第61章 鱼鳞册成(2 / 2)

朱载坖接过奏报,并未去看那些密密麻麻的细则,目光只在「七百零一万顷」和「五百二十万两」这两个核心数字上停留了片刻,随即缓缓开口,语气平淡却带着不容置疑的肯定:「好。三年辛劳,终有成效。张师傅居功至伟,朕赏你太傅衔丶加太子太师,岁俸翻倍;参与清丈的有功官员,各升一级,户部丶都察院及各省清丈御史,按功论赏,绝不亏待。」

「臣不敢当!」张居正闻言,连忙躬身辞谢,态度恳切,「陛下,清丈之功,绝非臣一人之力所能成。若无陛下全然信任丶放权不疑,臣纵有天大的本事,也难以推行这触动天下豪强利益的大事;若无各部官员协力配合丶各省清丈御史秉公执法丶不畏强权,清丈也无法如此顺遂;更无天下百姓理解支持丶主动配合,隐田也难以尽数清查。恳请陛下收回成命,将这份赏赐分予众臣,以激励朝野上下,后续方能更好地推行新政。」

「朕说你当,你便当。」朱载坖语气坚定,不容置喙,「你是首辅,是此次清丈的领衔者,更是力排众议丶顶住各方压力的核心。若非你铁腕手段丶公正无私,甚至不惜严惩自己的旧部周用,以儆效尤,清丈早已半途而废。这份功劳,你当之无愧。朕既赏你,不仅是嘉奖你的辛劳,更是要让天下人知晓,为国为民丶秉公办事,朝廷绝不会亏待,有功者必赏,有罪者必罚。」

张居正见朱载坖态度坚决,知晓圣意已决,再推辞便是矫情,当即躬身叩首:「臣谢陛下隆恩。臣定当不负陛下信任,再接再厉,为大明鞠躬尽瘁,死而后已。」

退出乾清宫,张居正并未返回府邸歇息,而是径直去了内阁值房。此时风雪更紧,天地间一片苍茫,内阁的值房内,烛火早已点燃,映得室内一片通明。他并未沉浸在封赏的喜悦中,片刻沉吟后,从抽屉深处取出一份厚厚的文书,封皮上「一条鞭」三个大字用朱砂题写,醒目异常。
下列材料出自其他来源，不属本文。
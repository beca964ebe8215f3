//! Listing fields and their per-store limits

use serde::{Deserialize, Serialize};
use std::fmt;
use std::str::FromStr;

use super::Store;

/// A canonical listing field concept shared across storefronts.
///
/// Variant order is significant: `Name` sorts first so that title fields are
/// resolved before the fields that use the title as context.
#[derive(Debug, Clone, Copy, PartialEq, Eq, PartialOrd, Ord, Hash, Serialize, Deserialize)]
#[serde(rename_all = "snake_case")]
pub enum Field {
    /// App name (App Store) / listing title (Google Play)
    Name,
    /// Subtitle (App Store) / short description (Google Play)
    Subtitle,
    /// Description (App Store) / full description (Google Play)
    Description,
    /// Search keywords, App Store only
    Keywords,
    /// Promotional text, App Store only
    PromotionalText,
    /// Release notes, App Store only
    WhatsNew,
}

impl Field {
    pub const ALL: [Self; 6] = [
        Self::Name,
        Self::Subtitle,
        Self::Description,
        Self::Keywords,
        Self::PromotionalText,
        Self::WhatsNew,
    ];

    pub const fn as_str(self) -> &'static str {
        match self {
            Self::Name => "name",
            Self::Subtitle => "subtitle",
            Self::Description => "description",
            Self::Keywords => "keywords",
            Self::PromotionalText => "promotional_text",
            Self::WhatsNew => "whats_new",
        }
    }

    /// Whether this field carries the listing's identity
    pub const fn is_title(self) -> bool {
        matches!(self, Self::Name)
    }
}

impl fmt::Display for Field {
    fn fmt(&self, f: &mut fmt::Formatter<'_>) -> fmt::Result {
        f.write_str(self.as_str())
    }
}

impl FromStr for Field {
    type Err = String;

    fn from_str(s: &str) -> Result<Self, Self::Err> {
        Self::ALL
            .into_iter()
            .find(|field| field.as_str() == s.trim())
            .ok_or_else(|| format!("unknown field '{}'", s.trim()))
    }
}

/// How a field's length limit is counted.
#[derive(Debug, Clone, Copy, PartialEq, Eq, Hash, Serialize, Deserialize)]
#[serde(rename_all = "snake_case")]
pub enum Unit {
    /// Unicode scalar values
    Chars,
    /// UTF-8 encoded bytes
    Bytes,
}

impl Unit {
    /// Measure `text` in this unit.
    pub fn measure(self, text: &str) -> usize {
        match self {
            Self::Chars => text.chars().count(),
            Self::Bytes => text.len(),
        }
    }

    /// Longest prefix of `text` whose measured length is at most `max`.
    ///
    /// Byte truncation never splits a multi-byte character.
    pub fn truncate(self, text: &str, max: usize) -> &str {
        match self {
            Self::Chars => text
                .char_indices()
                .nth(max)
                .map_or(text, |(index, _)| &text[..index]),
            Self::Bytes => {
                if text.len() <= max {
                    return text;
                }
                let mut end = max;
                while !text.is_char_boundary(end) {
                    end -= 1;
                }
                &text[..end]
            }
        }
    }

    pub const fn label(self) -> &'static str {
        match self {
            Self::Chars => "characters",
            Self::Bytes => "bytes",
        }
    }
}

/// A storefront's definition of one listing field.
#[derive(Debug, Clone, Copy, PartialEq, Eq, Serialize)]
pub struct FieldSpec {
    pub field: Field,
    /// Storefront-native attribute name
    pub key: &'static str,
    pub max_len: usize,
    pub unit: Unit,
    /// Must be present to create the locale at all
    pub required_for_draft: bool,
    /// Must be present before the listing can be published
    pub required_for_publish: bool,
}

impl FieldSpec {
    const fn new(field: Field, key: &'static str, max_len: usize, unit: Unit) -> Self {
        Self {
            field,
            key,
            max_len,
            unit,
            required_for_draft: false,
            required_for_publish: false,
        }
    }

    const fn draft(mut self) -> Self {
        self.required_for_draft = true;
        self
    }

    const fn publish(mut self) -> Self {
        self.required_for_publish = true;
        self
    }

    pub fn measure(&self, text: &str) -> usize {
        self.unit.measure(text)
    }

    pub fn fits(&self, text: &str) -> bool {
        self.measure(text) <= self.max_len
    }

    pub fn truncate<'a>(&self, text: &'a str) -> &'a str {
        self.unit.truncate(text, self.max_len)
    }
}

const APP_STORE_FIELDS: [FieldSpec; 6] = [
    FieldSpec::new(Field::Name, "name", 30, Unit::Chars).draft(),
    FieldSpec::new(Field::Subtitle, "subtitle", 30, Unit::Chars),
    FieldSpec::new(Field::Description, "description", 4000, Unit::Chars)
        .draft()
        .publish(),
    FieldSpec::new(Field::Keywords, "keywords", 100, Unit::Bytes).publish(),
    FieldSpec::new(Field::PromotionalText, "promotionalText", 170, Unit::Chars),
    FieldSpec::new(Field::WhatsNew, "whatsNew", 4000, Unit::Chars),
];

const GOOGLE_PLAY_FIELDS: [FieldSpec; 3] = [
    FieldSpec::new(Field::Name, "title", 30, Unit::Chars)
        .draft()
        .publish(),
    FieldSpec::new(Field::Subtitle, "shortDescription", 80, Unit::Chars)
        .draft()
        .publish(),
    FieldSpec::new(Field::Description, "fullDescription", 4000, Unit::Chars)
        .draft()
        .publish(),
];

impl Store {
    /// Static field table for this store.
    pub const fn field_specs(self) -> &'static [FieldSpec] {
        match self {
            Self::AppStore => &APP_STORE_FIELDS,
            Self::GooglePlay => &GOOGLE_PLAY_FIELDS,
        }
    }

    pub fn field_spec(self, field: Field) -> Option<&'static FieldSpec> {
        self.field_specs().iter().find(|spec| spec.field == field)
    }

    /// Resolve a storefront-native attribute name to its field concept.
    pub fn field_for_key(self, key: &str) -> Option<Field> {
        self.field_specs()
            .iter()
            .find(|spec| spec.key == key)
            .map(|spec| spec.field)
    }

    /// Fields that must be queued before a new locale can be created.
    pub fn draft_required_fields(self) -> Vec<Field> {
        self.field_specs()
            .iter()
            .filter(|spec| spec.required_for_draft)
            .map(|spec| spec.field)
            .collect()
    }
}

/// Fields that can be carried from `source` to `target`, in `Field` order.
pub fn shared_fields(source: Store, target: Store) -> Vec<Field> {
    source
        .field_specs()
        .iter()
        .map(|spec| spec.field)
        .filter(|field| target.field_spec(*field).is_some())
        .collect()
}

#[cfg(test)]
mod tests {
    use super::*;

    #[test]
    fn byte_measurement_differs_from_chars_for_multibyte_text() {
        let text = "あ".repeat(50);
        assert_eq!(Unit::Chars.measure(&text), 50);
        assert_eq!(Unit::Bytes.measure(&text), 150);
    }

    #[test]
    fn keywords_are_byte_limited() {
        let spec = Store::AppStore.field_spec(Field::Keywords).unwrap();
        assert_eq!(spec.unit, Unit::Bytes);
        assert!(!spec.fits(&"é".repeat(60)));
        assert!(spec.fits(&"e".repeat(100)));
    }

    #[test]
    fn byte_truncation_respects_char_boundaries() {
        let text = "ab日本";
        assert_eq!(Unit::Bytes.truncate(text, 4), "ab");
        assert_eq!(Unit::Bytes.truncate(text, 5), "ab日");
        assert_eq!(Unit::Bytes.truncate(text, 100), text);
    }

    #[test]
    fn char_truncation_counts_scalars() {
        assert_eq!(Unit::Chars.truncate("日本語テキスト", 3), "日本語");
        assert_eq!(Unit::Chars.truncate("abc", 3), "abc");
    }

    #[test]
    fn shared_fields_between_stores_are_the_common_three() {
        assert_eq!(
            shared_fields(Store::AppStore, Store::GooglePlay),
            vec![Field::Name, Field::Subtitle, Field::Description]
        );
        assert_eq!(
            shared_fields(Store::GooglePlay, Store::AppStore),
            vec![Field::Name, Field::Subtitle, Field::Description]
        );
        assert_eq!(
            shared_fields(Store::AppStore, Store::AppStore).len(),
            Field::ALL.len()
        );
    }

    #[test]
    fn native_keys_resolve_per_store() {
        assert_eq!(Store::GooglePlay.field_for_key("title"), Some(Field::Name));
        assert_eq!(
            Store::GooglePlay.field_for_key("shortDescription"),
            Some(Field::Subtitle)
        );
        assert_eq!(Store::AppStore.field_for_key("title"), None);
        assert_eq!(Store::AppStore.field_for_key("whatsNew"), Some(Field::WhatsNew));
    }

    #[test]
    fn draft_requirements() {
        assert_eq!(
            Store::AppStore.draft_required_fields(),
            vec![Field::Name, Field::Description]
        );
        assert_eq!(Store::GooglePlay.draft_required_fields().len(), 3);
    }

    #[test]
    fn field_round_trips_through_str() {
        for field in Field::ALL {
            assert_eq!(field.as_str().parse::<Field>().unwrap(), field);
        }
    }
}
清丈既已完成,全国田亩数实,再也没有了隐匿瞒报的空间,正是推行税制改革的最佳时机。这份「一条鞭法」草案,他已打磨了整整三个月,修改了十余遍,每一个细节都反覆斟酌,力求万全。其核心便是将田赋丶徭役及各类杂税丶苛捐合并为一项,按亩徵收,统一缴纳白银。如此一来,不仅能极大简化税制,让百姓一目了然,更能堵死胥吏从中舞弊丶盘剥百姓的空间,同时也方便朝廷徵收管理,提高效率。

张居正坐在案前,再次逐页审阅草案。从田赋与白银的折算比例,到徭役按亩摊派的具体标准,再到偏远地区粮食与白银的兑换方式,每一条都清晰明了,切实可行。翻到「漕运」部分时,他的目光微微停顿,思绪不由自主地飘回了多年前——当年他赴京赶考,父亲便是送他至漕运码头。

十九岁的少年身着青衫,立于船头,父亲站在码头上,望着他的船渐渐远去,直至船影消失在水天一线,仍不肯离去。如今父亲仍在江陵老家,时常有书信寄来,叮嘱他保重身体丶为官清廉,这份牵挂,也成了他砥砺前行的重要动力。

夜幕渐深,京城的雪势丝毫未减,反而愈发猛烈。内阁值房的烛火却依旧明亮,张居正伏在案前,仍在逐字逐句地修改着一条鞭法草案。

长时间的操劳让他略显疲惫,偶尔会忍不住咳嗽几声,他便用手帕掩住嘴,待咳嗽平息,拿起手帕一看,上面竟沾染了一丝淡淡的血迹。

他神色不变,只是悄悄将手帕叠起,藏入袖中,随即又专注地投入到草案的修改中。

窗外,院子里的老槐树早已被白雪压弯了枝丫,在寒风中轻轻摇晃。张居正起身推开窗,冰冷的风雪瞬间灌入室内,让他打了个寒噤,却也瞬间驱散了些许疲惫,头脑变得更加清醒。

他望着漫天飞雪覆盖下的京城,望着远处皇宫的琉璃瓦在雪光映照下泛着的微光,心中的信念愈发坚定。